BOLLNE FRANCE MARCH 11 Steven Kruijswijk of Netherlands and Team Jumbo Visma Tony Martin of Germany and Team Jumbo Visma during the 79th Paris Nice 2021 Stage 5 a 200km stage from Vienne to Bollne ParisNice on March 11 2021 in Bollne France Photo by Bas CzerwinskiGetty Images
(Image credit: Getty Images Sport)

Tony Martin (Jumbo Visma) was the first rider to fall in the first mass crash that marred stage 1 of the Tour de France when he struck a cardboard sign that a spectator had held out in front of him with 45km remaining.

The German and almost all of his Jumbo-Visma team came down in the incident, which held up much of the peloton and forced Jash Sütterlin (DSM) to abandon the race.

“I saw the lady, I saw the sign but at the last moment she turned the sign into the road so for me there was no time to react,” Martin said. “The move was pretty unexpected. I still can't understand how people can do things like that.
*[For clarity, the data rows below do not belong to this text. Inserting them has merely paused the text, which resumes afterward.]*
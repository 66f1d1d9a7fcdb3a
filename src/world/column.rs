//! 列数据结构与世界存储

use bevy::prelude::*;
use std::collections::HashMap;

use crate::world::block::BlockKind;
use crate::world::change::BlockChange;
use crate::world::constants::{SPAWN_RADIUS, SPAWN_X, WORLD_HEIGHT};
use crate::world::seed::WorldSeed;
use crate::world::terrain::TerrainGenerator;

/// 列数据 - 存储一列内所有方块的类型
///
/// 列是懒加载生成的最小单位，垂直范围固定为 [0, WORLD_HEIGHT)
pub struct ColumnData {
    /// 方块数组，索引即高度 y
    blocks: Vec<BlockKind>,
}

impl ColumnData {
    /// 创建一个空的列数据，所有方块初始化为空气
    pub fn new() -> Self {
        Self {
            blocks: vec![BlockKind::Air; WORLD_HEIGHT as usize],
        }
    }

    /// 获取指定高度的方块类型
    /// 世界底部以下返回虚空，顶部以上返回空气
    pub fn get(&self, y: i32) -> BlockKind {
        if y < 0 {
            return BlockKind::Void;
        }
        if y >= WORLD_HEIGHT {
            return BlockKind::Air;
        }
        self.blocks[y as usize]
    }

    /// 设置指定高度的方块类型
    /// 如果高度超出边界，不执行操作
    pub fn set(&mut self, y: i32, kind: BlockKind) {
        if y < 0 || y >= WORLD_HEIGHT {
            return;
        }
        self.blocks[y as usize] = kind;
    }

    /// 最高非空气方块的高度
    /// 列底部始终有基岩，所以最小返回 0
    pub fn highest_block(&self) -> i32 {
        for y in (0..WORLD_HEIGHT).rev() {
            if !self.blocks[y as usize].is_air() {
                return y;
            }
        }
        0
    }
}

impl Default for ColumnData {
    fn default() -> Self {
        Self::new()
    }
}

/// 方块世界 - 管理整个世界的所有列
///
/// 列按需懒加载生成：任何查询过的列都拥有完整的垂直剖面。
/// 玩家修改过的方块记录在稀疏覆盖表中，存档时只保存这个 diff，
/// 其余地形由种子确定性地重新生成
#[derive(Resource)]
pub struct BlockWorld {
    /// 世界名称（存档文件名）
    pub name: String,
    /// 世界种子与噪声生成器
    seed: WorldSeed,
    /// 已生成的列，按列坐标 x 索引
    columns: HashMap<i32, ColumnData>,
    /// 玩家修改的方块（相对程序化基线的稀疏 diff）
    overrides: HashMap<IVec2, BlockKind>,
    /// 本帧的变更日志（用于表现层脏重绘/同步）
    pub changes: Vec<BlockChange>,
}

impl Default for BlockWorld {
    fn default() -> Self {
        Self::new("world", WorldSeed::default())
    }
}

impl BlockWorld {
    /// 创建新世界
    pub fn new(name: impl Into<String>, seed: WorldSeed) -> Self {
        Self {
            name: name.into(),
            seed,
            columns: HashMap::new(),
            overrides: HashMap::new(),
            changes: Vec::new(),
        }
    }

    /// 从存档数据重建世界
    ///
    /// 覆盖表先行安装；列在懒加载生成时重新应用各自的覆盖项
    pub fn from_parts(
        name: impl Into<String>,
        seed: WorldSeed,
        overrides: HashMap<IVec2, BlockKind>,
    ) -> Self {
        Self {
            name: name.into(),
            seed,
            columns: HashMap::new(),
            overrides,
            changes: Vec::new(),
        }
    }

    /// 主种子值
    pub fn seed(&self) -> u32 {
        self.seed.seed
    }

    /// 玩家修改的方块（稀疏 diff，供存档使用）
    pub fn overrides(&self) -> &HashMap<IVec2, BlockKind> {
        &self.overrides
    }

    /// 已生成的列数
    pub fn column_count(&self) -> usize {
        self.columns.len()
    }

    /// 指定列是否已生成
    pub fn is_generated(&self, x: i32) -> bool {
        self.columns.contains_key(&x)
    }

    /// 预生成出生区域的列
    pub fn generate_spawn_region(&mut self) {
        for x in (SPAWN_X - SPAWN_RADIUS)..=(SPAWN_X + SPAWN_RADIUS) {
            self.ensure_column(x);
        }
    }

    /// 预生成指定中心周围的列
    pub fn preload(&mut self, center: i32, radius: i32) {
        for x in (center - radius)..=(center + radius) {
            self.ensure_column(x);
        }
    }

    /// 确保指定列已生成
    /// 生成后应用该列已知的覆盖项（来自存档）
    fn ensure_column(&mut self, x: i32) {
        if self.columns.contains_key(&x) {
            return;
        }

        let mut column = TerrainGenerator::new(&self.seed).generate_column(x);
        for (pos, kind) in &self.overrides {
            if pos.x == x {
                column.set(pos.y, *kind);
            }
        }
        self.columns.insert(x, column);
    }

    /// 获取世界中指定位置的方块类型
    /// 未生成的列会按需生成；任何整数坐标都有定义的答案
    pub fn block_at(&mut self, pos: IVec2) -> BlockKind {
        if pos.y < 0 {
            return BlockKind::Void;
        }
        if pos.y >= WORLD_HEIGHT {
            return BlockKind::Air;
        }
        self.ensure_column(pos.x);
        self.columns
            .get(&pos.x)
            .map(|column| column.get(pos.y))
            .unwrap_or(BlockKind::Air)
    }

    /// 设置世界中指定位置的方块类型（放置/破坏）
    ///
    /// 只改写单个方块，不触发邻居重新生成。
    /// 覆盖表同步更新：改回程序化基线值的方块会从 diff 中移除
    pub fn set_block(&mut self, pos: IVec2, kind: BlockKind) {
        if pos.y < 0 || pos.y >= WORLD_HEIGHT {
            warn!("set_block out of range: {:?}", pos);
            return;
        }

        self.ensure_column(pos.x);
        // 程序化基线值，用于维护稀疏 diff
        let baseline = TerrainGenerator::new(&self.seed)
            .generate_column(pos.x)
            .get(pos.y);

        let Some(column) = self.columns.get_mut(&pos.x) else {
            return;
        };
        let old = column.get(pos.y);
        if old == kind {
            return;
        }
        column.set(pos.y, kind);

        if kind == baseline {
            self.overrides.remove(&pos);
        } else {
            self.overrides.insert(pos, kind);
        }

        self.changes.push(if kind.is_air() {
            BlockChange::Removed { pos, old }
        } else {
            BlockChange::Placed { pos, old, new: kind }
        });
    }

    /// 最高非空气方块的高度，反映玩家的修改
    /// 未生成的列会按需生成
    pub fn surface_height(&mut self, x: i32) -> i32 {
        self.ensure_column(x);
        self.columns
            .get(&x)
            .map(|column| column.highest_block())
            .unwrap_or(0)
    }
}

#[cfg(test)]
mod tests {
    use super::*;

    #[test]
    fn test_lazy_generation() {
        let mut world = BlockWorld::new("test", WorldSeed::new(1));
        assert_eq!(world.column_count(), 0);

        let kind = world.block_at(IVec2::new(77, 0));
        assert_eq!(kind, BlockKind::Bedrock);
        assert!(world.is_generated(77));
        assert_eq!(world.column_count(), 1);
    }

    #[test]
    fn test_query_determinism_across_instances() {
        let mut a = BlockWorld::new("a", WorldSeed::new(31337));
        let mut b = BlockWorld::new("b", WorldSeed::new(31337));

        for x in (-1000..=1000).step_by(13) {
            assert_eq!(a.surface_height(x), b.surface_height(x));
            for y in [0, 5, 20, 40, 100] {
                let pos = IVec2::new(x, y);
                assert_eq!(a.block_at(pos), b.block_at(pos));
            }
        }
    }

    #[test]
    fn test_out_of_range_queries() {
        let mut world = BlockWorld::default();
        // 世界底部以下是虚空哨兵
        assert_eq!(world.block_at(IVec2::new(0, -1)), BlockKind::Void);
        // 世界顶部以上是空气
        assert_eq!(world.block_at(IVec2::new(0, WORLD_HEIGHT)), BlockKind::Air);
        assert_eq!(world.block_at(IVec2::new(0, WORLD_HEIGHT + 500)), BlockKind::Air);
    }

    #[test]
    fn test_set_block_and_diff() {
        let mut world = BlockWorld::new("test", WorldSeed::new(9));
        let x = 3;
        let top = world.surface_height(x);
        let pos = IVec2::new(x, top + 5);

        assert_eq!(world.block_at(pos), BlockKind::Air);
        world.set_block(pos, BlockKind::Stone);
        assert_eq!(world.block_at(pos), BlockKind::Stone);
        assert_eq!(world.overrides().get(&pos), Some(&BlockKind::Stone));

        // 地表被抬高
        assert_eq!(world.surface_height(x), top + 5);

        // 改回基线值后，覆盖项被移除
        world.set_block(pos, BlockKind::Air);
        assert!(world.overrides().is_empty());
        assert_eq!(world.surface_height(x), top);
    }

    #[test]
    fn test_set_block_out_of_range_ignored() {
        let mut world = BlockWorld::default();
        world.set_block(IVec2::new(0, -5), BlockKind::Stone);
        world.set_block(IVec2::new(0, WORLD_HEIGHT), BlockKind::Stone);
        assert!(world.overrides().is_empty());
        assert_eq!(world.block_at(IVec2::new(0, -5)), BlockKind::Void);
    }

    #[test]
    fn test_change_log() {
        let mut world = BlockWorld::new("test", WorldSeed::new(9));
        let top = world.surface_height(0);
        let pos = IVec2::new(0, top + 1);

        world.set_block(pos, BlockKind::Dirt);
        world.set_block(pos, BlockKind::Air);

        assert_eq!(world.changes.len(), 2);
        assert!(!world.changes[0].is_removal());
        assert!(world.changes[1].is_removal());

        // 重复写入相同值不产生变更
        world.changes.clear();
        let kind = world.block_at(pos);
        world.set_block(pos, kind);
        assert!(world.changes.is_empty());
    }

    #[test]
    fn test_overrides_survive_reconstruction() {
        let mut world = BlockWorld::new("test", WorldSeed::new(777));
        let pos = IVec2::new(-12, 50);
        world.set_block(pos, BlockKind::GoldOre);

        let rebuilt_overrides = world.overrides().clone();
        let mut rebuilt =
            BlockWorld::from_parts("test", WorldSeed::new(777), rebuilt_overrides);

        // 懒加载生成的列重新应用覆盖项
        assert_eq!(rebuilt.block_at(pos), BlockKind::GoldOre);
        // 未修改的坐标回答与原世界一致
        for x in -20..20 {
            assert_eq!(rebuilt.surface_height(x), world.surface_height(x));
        }
    }
}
We're here to race our bikes; it's not a circus.”

Tour organiser ASO announced on Saturday evening that it aims to sue the unidentified spectator who caused the crash. “We are doing this so that the tiny minority of people who do this don't spoil the show for everyone,” deputy race director Pierre-Yves Thouault told AFP.

Martin and his Jumbo-Visma team were all able to start stage 2 on Sunday morning, and the German confirmed that he had not sustained serious injury in the incident.
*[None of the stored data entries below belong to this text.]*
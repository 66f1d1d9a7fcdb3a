//! 物品栏
//!
//! 固定大小的格子网格：宽度是快捷栏的槽位数，高度是行数。
//! 装备指针只在快捷栏宽度范围内移动，滚动时按真模运算回绕

use thiserror::Error;

use crate::world::BlockKind;

/// 快捷栏槽位数（对应数字键 1-9）
pub const HOTBAR_WIDTH: usize = 9;

/// 物品栏行数
pub const INVENTORY_ROWS: usize = 4;

/// 一叠物品：物品种类加数量
#[derive(Debug, Clone, Copy, PartialEq, Eq)]
pub struct ItemStack {
    pub block: BlockKind,
    pub count: u32,
}

impl ItemStack {
    pub fn new(block: BlockKind, count: u32) -> Self {
        Self { block, count }
    }
}

/// 物品栏错误
///
/// 槽位索引越界是调用方的编程错误，在调用边界上报，
/// 不同于装备指针滚动的有意回绕
#[derive(Debug, Error, PartialEq, Eq)]
pub enum InventoryError {
    #[error("slot index {index} out of range (capacity {capacity})")]
    SlotIndex { index: usize, capacity: usize },
    #[error("equip index {index} out of range (width {width})")]
    EquipIndex { index: usize, width: usize },
}

/// 物品栏 - 固定宽高的槽位网格加装备指针
#[derive(Debug, Clone, PartialEq, Eq)]
pub struct Inventory {
    width: usize,
    height: usize,
    slots: Vec<Option<ItemStack>>,
    equip_index: usize,
}

impl Default for Inventory {
    fn default() -> Self {
        Self::new(HOTBAR_WIDTH, INVENTORY_ROWS)
    }
}

impl Inventory {
    /// 创建空的物品栏
    pub fn new(width: usize, height: usize) -> Self {
        Self {
            width,
            height,
            slots: vec![None; width * height],
            equip_index: 0,
        }
    }

    /// 从存档数据重建物品栏
    /// 装备指针按宽度取模，保证不变量 equip_index ∈ [0, width)
    pub fn from_parts(
        width: usize,
        height: usize,
        equip_index: usize,
        slots: Vec<Option<ItemStack>>,
    ) -> Self {
        let mut slots = slots;
        slots.resize(width * height, None);
        Self {
            width,
            height,
            slots,
            equip_index: if width == 0 { 0 } else { equip_index % width },
        }
    }

    /// 获取物品栏尺寸 (宽, 高)
    pub fn dimensions(&self) -> (usize, usize) {
        (self.width, self.height)
    }

    /// 槽位总数
    pub fn capacity(&self) -> usize {
        self.slots.len()
    }

    /// 当前装备指针
    pub fn equip_index(&self) -> usize {
        self.equip_index
    }

    /// 直接选择快捷栏槽位（数字键）
    pub fn equip(&mut self, index: usize) -> Result<(), InventoryError> {
        if index >= self.width {
            return Err(InventoryError::EquipIndex {
                index,
                width: self.width,
            });
        }
        self.equip_index = index;
        Ok(())
    }

    /// 滚动装备指针
    /// 任何整数增量（包括大负数）都按真模运算回绕到 [0, width)
    pub fn scroll(&mut self, delta: i32) {
        if self.width == 0 {
            return;
        }
        let width = self.width as i64;
        self.equip_index = (self.equip_index as i64 + delta as i64).rem_euclid(width) as usize;
    }

    /// 当前装备槽位的物品
    pub fn equipped(&self) -> Option<ItemStack> {
        self.slots[self.equip_index]
    }

    /// 获取指定槽位的物品
    pub fn slot(&self, index: usize) -> Result<Option<ItemStack>, InventoryError> {
        self.check_index(index)?;
        Ok(self.slots[index])
    }

    /// 设置指定槽位的物品
    pub fn set_slot(
        &mut self,
        index: usize,
        stack: Option<ItemStack>,
    ) -> Result<(), InventoryError> {
        self.check_index(index)?;
        self.slots[index] = stack;
        Ok(())
    }

    /// 所有槽位（供存档使用）
    pub fn slots(&self) -> &[Option<ItemStack>] {
        &self.slots
    }

    /// 拾取一叠物品：先叠加到同类物品，否则放入第一个空槽
    /// 物品栏已满时返回 false
    pub fn insert(&mut self, stack: ItemStack) -> bool {
        for slot in self.slots.iter_mut() {
            if let Some(existing) = slot {
                if existing.block == stack.block {
                    existing.count += stack.count;
                    return true;
                }
            }
        }
        for slot in self.slots.iter_mut() {
            if slot.is_none() {
                *slot = Some(stack);
                return true;
            }
        }
        false
    }

    fn check_index(&self, index: usize) -> Result<(), InventoryError> {
        if index >= self.slots.len() {
            return Err(InventoryError::SlotIndex {
                index,
                capacity: self.slots.len(),
            });
        }
        Ok(())
    }
}

#[cfg(test)]
mod tests {
    use super::*;

    #[test]
    fn test_scroll_wraps() {
        let mut inventory = Inventory::new(5, 1);
        assert_eq!(inventory.equip_index(), 0);

        // 负方向回绕
        inventory.scroll(-1);
        assert_eq!(inventory.equip_index(), 4);

        inventory.scroll(1);
        assert_eq!(inventory.equip_index(), 0);

        // 大增量
        inventory.scroll(12);
        assert_eq!(inventory.equip_index(), 2);
        inventory.scroll(-100);
        assert_eq!(inventory.equip_index(), 2);
        inventory.scroll(i32::MIN);
        assert!(inventory.equip_index() < 5);
    }

    #[test]
    fn test_scroll_always_in_range() {
        let mut inventory = Inventory::default();
        for delta in [-37, -9, -1, 0, 1, 8, 9, 10, 1000, -1000] {
            inventory.scroll(delta);
            assert!(inventory.equip_index() < HOTBAR_WIDTH);
        }
    }

    #[test]
    fn test_slot_index_error() {
        let mut inventory = Inventory::new(9, 4);
        assert_eq!(
            inventory.slot(36),
            Err(InventoryError::SlotIndex {
                index: 36,
                capacity: 36
            })
        );
        assert!(inventory.set_slot(100, None).is_err());
        // 范围内的访问成功
        assert_eq!(inventory.slot(35), Ok(None));
    }

    #[test]
    fn test_equip_digit_keys() {
        let mut inventory = Inventory::default();
        assert!(inventory.equip(8).is_ok());
        assert_eq!(inventory.equip_index(), 8);
        // 装备指针不接受快捷栏宽度以外的索引
        assert!(inventory.equip(9).is_err());
        assert_eq!(inventory.equip_index(), 8);
    }

    #[test]
    fn test_insert_stacks() {
        let mut inventory = Inventory::new(2, 1);
        assert!(inventory.insert(ItemStack::new(BlockKind::Dirt, 3)));
        assert!(inventory.insert(ItemStack::new(BlockKind::Dirt, 2)));
        assert_eq!(
            inventory.slot(0).unwrap(),
            Some(ItemStack::new(BlockKind::Dirt, 5))
        );

        assert!(inventory.insert(ItemStack::new(BlockKind::Stone, 1)));
        // 已满
        assert!(!inventory.insert(ItemStack::new(BlockKind::Sand, 1)));
    }

    #[test]
    fn test_equipped() {
        let mut inventory = Inventory::default();
        inventory
            .set_slot(2, Some(ItemStack::new(BlockKind::Wood, 7)))
            .unwrap();
        assert_eq!(inventory.equipped(), None);
        inventory.scroll(2);
        assert_eq!(inventory.equipped(), Some(ItemStack::new(BlockKind::Wood, 7)));
    }
}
“Actually I don't feel too bad. The night was okay. I have no pain now on the bike. So I have to see from day-to-day but I hope that I can recover,” he said.

"The mechanics had a long night. There were a lot of bikes that were completely broken. The doctors had a lot of things to do too and in the next days with changing bandages. It's not a nice start to the Tour de France but we get used to it.”

Jumbo-Visma leader Primoz Roglic finished the opening stage on a teammate’s bike, but that didn’t prevent him from claiming third place behind Julian Alaphilippe (Deceuninck-QuickStep) and picking up a 4-second time bonus in the process.

Roglic was able to rely on the support of Wout van Aert in the elite leading group on the final climb, though Steven Kruijswijk – third overall at the 2019 Tour – conceded 1:49 after he was caught up in another crash in the finale.